4月14日、サントリーホール ブルーローズにてサントリーホール「開館35周年記念事業」発表会見が行われた。同ホールは、1986年10月12日に東京初のコンサート専用ホールとして開館。以来、“世界一美しい響き”、“音楽文化の継承と発展”を目指し国内外の一流アーティストの演奏を音楽ファンに届けてきた。その数、実に19,000公演が開催され、1,978万人(2020年11月末)が来場したという。
まずチェリストで館長を務める堤剛が挨拶に立った。
「新型コロナウイルスの感染拡大で世界ではまだまだ演奏会を開くのが困難な国や地域が多くございます。幸い日本では世界に先んじて演奏会が再開されています。サントリーホールはこのコロナ禍で培ってきた演奏会の経験を、今後は世界中で公演再開の知見として情報共有することで音楽界の歴史に貢献したいと考えております」
続いて総支配人の折井雅子が35周年のメッセージ“夢を奏でる場所”をロゴマークとともに発表し、下記の記念公演の概要を説明した。
- 10周年を迎える室内楽の祭典「サントリーホール チェンバーミュージック・ガーデン2021」
- クラシック音楽の未来を担う現代音楽の祭典「サントリーホール サマーフェスティバル 2021」
- 世界のトップアーティストと35周年を祝う「サントリーホール35周年記念 ガラ・コンサート 2021」
- サントリーホールならではのオペラの表現形式「ホール・オペラ®︎ ヴェルディ:ラ・トラヴィアータ(椿姫)」
- 世界最高峰のオーケストラ「ウィーン・フィルハーモニー ウィーク イン ジャパン 2021」
- 20周年を迎える「東京交響楽団&サントリーホール こども定期演奏会 2021年シーズン」
そして、会見と同日14日の正午から、35周年記念事業のひとつとして、DX(デジタルトランスフォーメーション)推進の活動基盤となる新プラットフォーム「デジタルサントリーホール」がスタートした。「いつでも、どこでもサントリーホールを」というキャッチフレーズで、世界中から距離、時間、国境、言語の壁を超えて、同ホールを生活の中で身近に体感できることを目指し、オンラインイベントやバーチャルでのバックステージツアー、オンライン配信、オンラインショップ、動画ライブラリーなどのデジタルコンテンツを掲載していくという。まずは、第一弾のオンラインイベントとして、同ホールの春の恒例無料イベントである「オープンハウス」が5月31日までの期間限定で公開される。
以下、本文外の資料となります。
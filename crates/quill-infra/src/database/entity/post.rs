//! Post entity for SeaORM.

use sea_orm::Set;
use sea_orm::entity::prelude::*;

use quill_core::domain::{Author, BlogPost};

#[derive(Clone, Debug, PartialEq, Eq, DeriveEntityModel)]
#[sea_orm(table_name = "posts")]
pub struct Model {
    #[sea_orm(primary_key, auto_increment = false)]
    pub id: Uuid,
    #[sea_orm(column_type = "Text")]
    pub title: String,
    #[sea_orm(column_type = "Text")]
    pub content: String,
    pub author_first_name: String,
    pub author_last_name: String,
    pub created: DateTimeWithTimeZone,
}

#[derive(Copy, Clone, Debug, EnumIter, DeriveRelation)]
pub enum Relation {}

impl ActiveModelBehavior for ActiveModel {}

/// Conversion from SeaORM Model to the domain post.
impl From<Model> for BlogPost {
    fn from(model: Model) -> Self {
        Self {
            id: model.id,
            title: model.title,
            content: model.content,
            author: Author::new(model.author_first_name, model.author_last_name),
            created: model.created.into(),
        }
    }
}

/// Conversion from the domain post to SeaORM ActiveModel.
impl From<BlogPost> for ActiveModel {
    fn from(post: BlogPost) -> Self {
        Self {
            id: Set(post.id),
            title: Set(post.title),
            content: Set(post.content),
            author_first_name: Set(post.author.first_name),
            author_last_name: Set(post.author.last_name),
            created: Set(post.created.into()),
        }
    }
}
//! # Quill API Server
//!
//! The main entry point for the Actix-web HTTP server.

use actix_web::{App, HttpServer, web};
use tracing_actix_web::TracingLogger;

mod config;
mod handlers;
mod middleware;
mod state;
mod telemetry;

use config::AppConfig;
use state::AppState;
use telemetry::{ServiceRootSpan, TelemetryConfig};

#[actix_web::main]
async fn main() -> std::io::Result<()> {
    // Load .env file if present
    dotenvy::dotenv().ok();

    let telemetry_config = TelemetryConfig::from_env();
    telemetry::init_telemetry(&telemetry_config);

    let config = AppConfig::from_env();

    tracing::info!(
        "Starting Quill API Server on {}:{}",
        config.host,
        config.port
    );

    let state = AppState::new(config.database.as_ref()).await?;
    let telemetry_config = web::Data::new(telemetry_config);

    HttpServer::new(move || {
        App::new()
            .wrap(TracingLogger::<ServiceRootSpan>::new())
            .app_data(telemetry_config.clone())
            .app_data(web::Data::new(state.clone()))
            .configure(handlers::configure_routes)
    })
    .bind((config.host.as_str(), config.port))?
    .run()
    .await
}
//! Data Transfer Objects - request/response types for the posts API.

use serde::{Deserialize, Serialize};
use serde_json::Value;

/// Body of `POST /posts` and `PUT /posts/{id}`.
///
/// Every field is optional at the schema level; presence and emptiness are
/// checked by the post validators so the client gets the exact field name
/// back. Unknown fields are ignored. `id` is accepted in any JSON form:
/// create discards it and update only compares its text.
#[derive(Debug, Clone, Default, Serialize, Deserialize)]
pub struct PostRequest {
    #[serde(default, skip_serializing_if = "Option::is_none")]
    pub id: Option<Value>,
    #[serde(default)]
    pub title: Option<String>,
    #[serde(default)]
    pub content: Option<String>,
    #[serde(default)]
    pub author: Option<AuthorRequest>,
}

impl PostRequest {
    /// Text form of the body `id`: strings as-is, anything else as JSON.
    pub fn id_text(&self) -> Option<String> {
        self.id.as_ref().map(|id| match id {
            Value::String(s) => s.clone(),
            other => other.to_string(),
        })
    }
}

/// Structured author name as sent by clients.
#[derive(Debug, Clone, Default, Serialize, Deserialize)]
#[serde(rename_all = "camelCase")]
pub struct AuthorRequest {
    #[serde(default)]
    pub first_name: Option<String>,
    #[serde(default)]
    pub last_name: Option<String>,
}

/// Public view of a post. `author` is the joined display name.
#[derive(Debug, Clone, PartialEq, Eq, Serialize, Deserialize)]
pub struct PostResponse {
    pub id: String,
    pub title: String,
    pub content: String,
    pub author: String,
}

/// Response of `GET /posts`.
#[derive(Debug, Clone, Serialize, Deserialize)]
pub struct PostListResponse {
    pub posts: Vec<PostResponse>,
    pub count: usize,
}

impl From<Vec<PostResponse>> for PostListResponse {
    fn from(posts: Vec<PostResponse>) -> Self {
        Self {
            count: posts.len(),
            posts,
        }
    }
}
折井は、デジタルサントリーホールについて「音楽を取り巻く環境が今大きく変わっている中で、コンサートを楽しむ文化をお伝えし、お届けできるプラットフォームとして展開していきたい」と抱負を述べた。
例年およそ600ステージが行われるというサントリーホールといえど、昨年は公演数が半減してしまったという。そのような状況にありながら、日本の音楽ファンに希望を与えてくれた昨秋のウィーン・フィルの招聘は記憶に新しい。35周年に当たる2021年も、80歳を迎えニューイヤーコンサートでも共演した巨匠リッカルド・ムーティとともに来日予定。デジタル事業も新たにスタートさせ、コロナ禍においてもチャレンジする姿勢を見せ続ける“日本の音楽の殿堂”に勇気づけられる思いがした。